The community participation aspect of the Tiny House Village project is so important. The village helps so many people transition into housing, and the residents talk about how life-changing the community and stability there have been for them. It’s been a really successful part of the neighborhood, and the city of Seattle mostly supports them, but there are definitely still stereotypes and fears and people who don’t understand the positive force of these spaces. A big goal of how we designed this project was neighborhood coloring parties to bring lots of people together in a fun, low-pressure way that would celebrate the village and spark new positive connections around it. Gathering a big group to share paint pens and color in the art banners absolutely cannot happen right now; it’ll be a long time before it’s really safe, but I’m also not willing to totally let go of that community benefit yet. For now, we’re installing the banners of my black-and-white drawings but holding off indefinitely on the participatory part. If things drag on too long, I may have to rethink and strategize new plans for coloring, but I’m hoping eventually we’ll be able to go back to the original plan.

On the other hand, the AIDS Memorial Pathway project is funded by the city and has a much more formal structure, with a firmer timeline and a project manager. For that one, I had to go back and just build the project in a completely different way that would be safe during the pandemic. I interviewed long-term survivors via Zoom and wove their experiences and stories into the art designs, which I will then color in myself. It’s been a huge amount of planning and problem-solving and testing and also a ton of math, because the handmade art I make will get enlarged as vinyl wraps filling 14 window alcoves on a building.

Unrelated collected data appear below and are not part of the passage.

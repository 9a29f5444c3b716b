//! `stencil configure`: merge a template into an app's `package.json`.
//!
//! Runs the whole sequence in order:
//! 1. Resolve the template (installing a package if needed)
//! 2. Read its `.template.dependencies.json`
//! 3. Merge it into the manifest
//! 4. Remove `<DIR>/temp` if step 1 may have installed there, unless
//!    `--keep-temp`
//!
//! Cleanup runs even when an earlier step fails. `--dry-run` never installs
//! and never cleans up: only templates already on disk resolve.

use std::path::Path;

use stencil_adapters::LocalFilesystem;
use stencil_core::{
    application::{TemplateResolver, ports::Filesystem},
    domain::{AppPackage, configure_app_package, resolve_against},
    error::StencilError,
};
use tracing::{info, instrument};

use crate::{
    cli::ConfigureArgs,
    commands::{
        build_resolver, dir_name, finish_with_cleanup, install_options, original_directory,
        own_path,
    },
    config::AppConfig,
    error::{CliError, CliResult},
    output::OutputManager,
};

#[instrument(skip_all, fields(template = %args.template, manifest = %args.package_json.display()))]
pub fn execute(args: ConfigureArgs, config: AppConfig, output: OutputManager) -> CliResult<()> {
    let dir = original_directory(args.dir.as_deref())?;
    let own = own_path(&args.resolver, &config)?;
    let manifest_path = resolve_against(&dir, &args.package_json);

    let filesystem = LocalFilesystem::new();
    if !filesystem.exists(&manifest_path) {
        return Err(CliError::ManifestNotFound {
            path: manifest_path,
        });
    }
    let mut app = AppPackage::from_json(&filesystem.read_to_string(&manifest_path)?)
        .map_err(StencilError::from)?;

    let options = install_options(&args.resolver, &config).offline(args.dry_run);
    let resolver = build_resolver(options, &output);
    if args.dry_run {
        info!("dry run: package templates are not installed");
    }

    let merged = merge_template(&resolver, &args.template, &mut app, &own, &dir);
    let keep_temp = args.keep_temp || args.dry_run;
    if !finish_with_cleanup(&resolver, &args.template, &dir, keep_temp, merged)? {
        output.info("Template declares no dependencies; package.json left unchanged")?;
        return Ok(());
    }

    let json = app.to_json_pretty().map_err(StencilError::from)?;
    if args.dry_run {
        output.data(json.trim_end())?;
        return Ok(());
    }

    filesystem.write_file(&manifest_path, &json)?;
    info!(path = %manifest_path.display(), "manifest written");
    output.success(&format!("Updated {}", manifest_path.display()))?;
    output.print("Run npm install (or yarn) to fetch the new dependencies.")?;
    Ok(())
}

/// Resolve, read and merge. `Ok(false)` if the template declares nothing to
/// merge.
fn merge_template(
    resolver: &TemplateResolver,
    template: &str,
    app: &mut AppPackage,
    own: &Path,
    dir: &Path,
) -> CliResult<bool> {
    let app_name = app.name.clone().unwrap_or_else(|| dir_name(dir));

    let template_path = resolver
        .template_path(template, &app_name, own, dir)?
        .ok_or_else(|| CliError::TemplateNotFound {
            template: template.to_string(),
        })?;

    let Some(template_config) = resolver
        .template_config(Some(template_path.as_path()), own)?
        .filter(|config| !config.is_empty())
    else {
        return Ok(false);
    };

    configure_app_package(app, &template_config);
    Ok(true)
}
//! Infrastructure adapters for Stencil.
//!
//! This crate implements the ports defined in `stencil-core::application::ports`.
//! It contains all external dependencies and I/O operations.

pub mod filesystem;
pub mod process;
pub mod reporter;

// Re-export commonly used adapters
pub use filesystem::{LocalFilesystem, MemoryFilesystem};
pub use process::{ProcessRunner, ScriptedRunner};
pub use reporter::SilentReporter;
//! CLI argument definitions using the clap derive API.
//!
//! This module is the *only* place that knows about argument names, aliases,
//! help text, and value enums.  No business logic lives here.

use std::path::PathBuf;

use clap::{Args, Parser, Subcommand, ValueEnum};
use stencil_core::domain::InstallStrategy;

pub mod global;
pub use global::GlobalArgs;

// ── Top-level CLI ─────────────────────────────────────────────────────────────

/// Main CLI entry-point.
#[derive(Debug, Parser)]
#[command(
    name    = "stencil",
    bin_name = "stencil",
    version  = env!("CARGO_PKG_VERSION"),
    author   = env!("CARGO_PKG_AUTHORS"),
    about    = "Resolve, install and apply app templates",
    long_about = "Stencil finds an app template (bundled, on disk, or as an npm \
                  package), installs it when needed, and merges its declared \
                  dependencies and scripts into your package.json.",
    after_help = "EXAMPLES:\n\
        \x20 stencil resolve ./my-template\n\
        \x20 stencil resolve cra-template-typescript --use-yarn\n\
        \x20 stencil configure package.json --template cra-template\n\
        \x20 stencil cleanup",
    arg_required_else_help = true,
    subcommand_required    = true,
)]
pub struct Cli {
    /// Flags available on every subcommand.
    #[command(flatten)]
    pub global: GlobalArgs,

    /// Subcommand to execute.
    #[command(subcommand)]
    pub command: Commands,
}

// ── Subcommands ───────────────────────────────────────────────────────────────

/// All available subcommands.
#[derive(Debug, Subcommand)]
pub enum Commands {
    /// Resolve a template reference to a directory.
    #[command(
        visible_alias = "r",
        about = "Print the directory a template resolves to",
        after_help = "EXAMPLES:\n\
            \x20 stencil resolve ''                 # bundled default\n\
            \x20 stencil resolve ../shared/template\n\
            \x20 stencil resolve @acme/template@^2 --strategy global"
    )]
    Resolve(ResolveArgs),

    /// Show a template's `.template.dependencies.json`.
    #[command(
        about = "Print a template's declared dependencies",
        after_help = "EXAMPLES:\n\
            \x20 stencil show-config\n\
            \x20 stencil show-config ./my-template"
    )]
    ShowConfig(ShowConfigArgs),

    /// Merge a template into an app manifest.
    #[command(
        about = "Merge a template's dependencies into package.json",
        after_help = "EXAMPLES:\n\
            \x20 stencil configure package.json\n\
            \x20 stencil configure package.json --template cra-template --dry-run\n\
            \x20 stencil configure app/package.json --template ./tpl --keep-temp"
    )]
    Configure(ConfigureArgs),

    /// Remove the temporary install directory.
    #[command(
        about = "Remove <DIR>/temp left behind by installs",
        after_help = "EXAMPLES:\n\
            \x20 stencil cleanup\n\
            \x20 stencil cleanup --dir ../my-app"
    )]
    Cleanup(CleanupArgs),

    /// Initialise a Stencil configuration file.
    #[command(
        about = "Initialise configuration",
        after_help = "EXAMPLES:\n\
            \x20 stencil init           # default location\n\
            \x20 stencil init --force   # overwrite"
    )]
    Init(InitArgs),

    /// Inspect the Stencil configuration.
    #[command(
        about = "Configuration management",
        subcommand,
        after_help = "EXAMPLES:\n\
            \x20 stencil config get resolver.strategy\n\
            \x20 stencil config list\n\
            \x20 stencil config path"
    )]
    Config(ConfigCommands),
}

// ── shared resolver flags ─────────────────────────────────────────────────────

/// Flags that override the `[resolver]` and `[templates]` config sections.
#[derive(Debug, Clone, Default, Args)]
pub struct ResolverArgs {
    /// Install with yarn instead of npm.
    #[arg(long = "use-yarn", help = "Use yarn (yarnpkg) instead of npm")]
    pub use_yarn: bool,

    /// Where package templates are installed.
    #[arg(
        long = "strategy",
        value_name = "STRATEGY",
        value_enum,
        help = "Install strategy for package templates"
    )]
    pub strategy: Option<Strategy>,

    /// Root holding the bundled `template/` directory.
    #[arg(
        long = "own-path",
        value_name = "DIR",
        help = "Directory containing the bundled template (default: next to the executable)"
    )]
    pub own_path: Option<PathBuf>,

    /// Ask npm for verbose install output.
    #[arg(long = "verbose-install", help = "Pass --verbose to npm install")]
    pub verbose_install: bool,
}

/// Install strategy, as typed on the command line.
#[derive(Debug, Clone, Copy, PartialEq, Eq, ValueEnum)]
pub enum Strategy {
    /// Install into `<DIR>/temp`, removed after use.
    #[value(name = "temp-prefix", alias = "temp")]
    TempPrefix,
    /// Use the package manager's global directory.
    Global,
}

impl From<Strategy> for InstallStrategy {
    fn from(strategy: Strategy) -> Self {
        match strategy {
            Strategy::TempPrefix => InstallStrategy::TempPrefix,
            Strategy::Global => InstallStrategy::Global,
        }
    }
}

// ── resolve ───────────────────────────────────────────────────────────────────

/// Arguments for `stencil resolve`.
#[derive(Debug, Args)]
pub struct ResolveArgs {
    /// Template reference: empty for the bundled default, a path starting
    /// with `/`, `.` or `..`, or an npm package spec.
    #[arg(value_name = "TEMPLATE", help = "Template path or package")]
    pub template: String,

    /// App name used in progress messages.
    #[arg(
        long = "app-name",
        value_name = "NAME",
        help = "App name (default: name of --dir)"
    )]
    pub app_name: Option<String>,

    /// Directory relative references resolve against.
    #[arg(
        short = 'd',
        long = "dir",
        value_name = "DIR",
        help = "Original directory (default: current directory)"
    )]
    pub dir: Option<PathBuf>,

    #[command(flatten)]
    pub resolver: ResolverArgs,
}

// ── show-config ───────────────────────────────────────────────────────────────

/// Arguments for `stencil show-config`.
#[derive(Debug, Args)]
pub struct ShowConfigArgs {
    /// Template reference; the bundled default when omitted.
    #[arg(value_name = "TEMPLATE", help = "Template path or package")]
    pub template: Option<String>,

    #[arg(
        short = 'd',
        long = "dir",
        value_name = "DIR",
        help = "Original directory (default: current directory)"
    )]
    pub dir: Option<PathBuf>,

    /// Leave `<DIR>/temp` in place afterwards.
    #[arg(long = "keep-temp", help = "Do not remove the temporary install directory")]
    pub keep_temp: bool,

    #[command(flatten)]
    pub resolver: ResolverArgs,
}

// ── configure ─────────────────────────────────────────────────────────────────

/// Arguments for `stencil configure`.
#[derive(Debug, Args)]
pub struct ConfigureArgs {
    /// The app's `package.json`.
    #[arg(value_name = "PACKAGE_JSON", help = "Path to the app's package.json")]
    pub package_json: PathBuf,

    /// Template reference; the bundled default when omitted.
    #[arg(
        short = 't',
        long = "template",
        value_name = "TEMPLATE",
        default_value = "",
        hide_default_value = true,
        help = "Template path or package (default: bundled template)"
    )]
    pub template: String,

    #[arg(
        short = 'd',
        long = "dir",
        value_name = "DIR",
        help = "Original directory (default: current directory)"
    )]
    pub dir: Option<PathBuf>,

    /// Leave `<DIR>/temp` in place afterwards.
    #[arg(long = "keep-temp", help = "Do not remove the temporary install directory")]
    pub keep_temp: bool,

    /// Print the merged manifest instead of writing it.
    #[arg(long = "dry-run", help = "Print the merged package.json without writing it")]
    pub dry_run: bool,

    #[command(flatten)]
    pub resolver: ResolverArgs,
}

// ── cleanup ───────────────────────────────────────────────────────────────────

/// Arguments for `stencil cleanup`.
#[derive(Debug, Args)]
pub struct CleanupArgs {
    #[arg(
        short = 'd',
        long = "dir",
        value_name = "DIR",
        help = "Original directory (default: current directory)"
    )]
    pub dir: Option<PathBuf>,
}

// ── init ──────────────────────────────────────────────────────────────────────

/// Arguments for `stencil init`.
#[derive(Debug, Args)]
pub struct InitArgs {
    /// Overwrite an existing config file.
    #[arg(short = 'f', long = "force", help = "Overwrite existing configuration")]
    pub force: bool,
}

// ── config subcommands ────────────────────────────────────────────────────────

/// Subcommands for `stencil config`.
#[derive(Debug, Subcommand)]
pub enum ConfigCommands {
    /// Print the value of a configuration key.
    Get {
        /// Dotted key path, e.g. `resolver.strategy`.
        key: String,
    },
    /// Print all configuration values.
    List,
    /// Print the path to the default configuration file.
    Path,
}

// ── tests ─────────────────────────────────────────────────────────────────────
//! Package manager process adapters.

mod runner;
mod scripted;

pub use runner::ProcessRunner;
pub use scripted::ScriptedRunner;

I am really looking forward to the part where I’m finally just drawing and coloring!

It’s funny you ask about writing more, because I just started a year-long writing fellowship at Hugo House in Seattle, with an incredible cohort of writers. Getting to know them has been this joyful surprise of new friendships and creative support amidst this time of distancing — an unexpected, totally delightful privilege. I’m really excited for what’s ahead with everybody’s writing! But I’ll admit that personally I’m having a hard time writing right now. I’ve managed to keep going with those big art projects, but like a lot of people I’m also really struggling with focus and energy.

Drawing is a really comforting activity for me, but my writing is kind of the opposite. It tends to stir things up. I love being able to write. I need to express certain things that way, but the actual process unsettles me emotionally in a way I’m not sure I can handle right now. I’m trying though. It really helps to be connected with these other writers, who are all grappling with the world right now in such smart, kind, thoughtful, and tough ways. I’m grateful for just learning how to be there for each other, help each other keep going with our work, but also be validating about the ways in which it’s just hard right now. It’s great that some people out there are having huge creative bursts, but it’s also really okay to admit that there’s a ton of trauma to deal with. Sometimes making your art helps with that, and sometimes you just need a break to take care of yourself, take care of your friends, your community, and each other.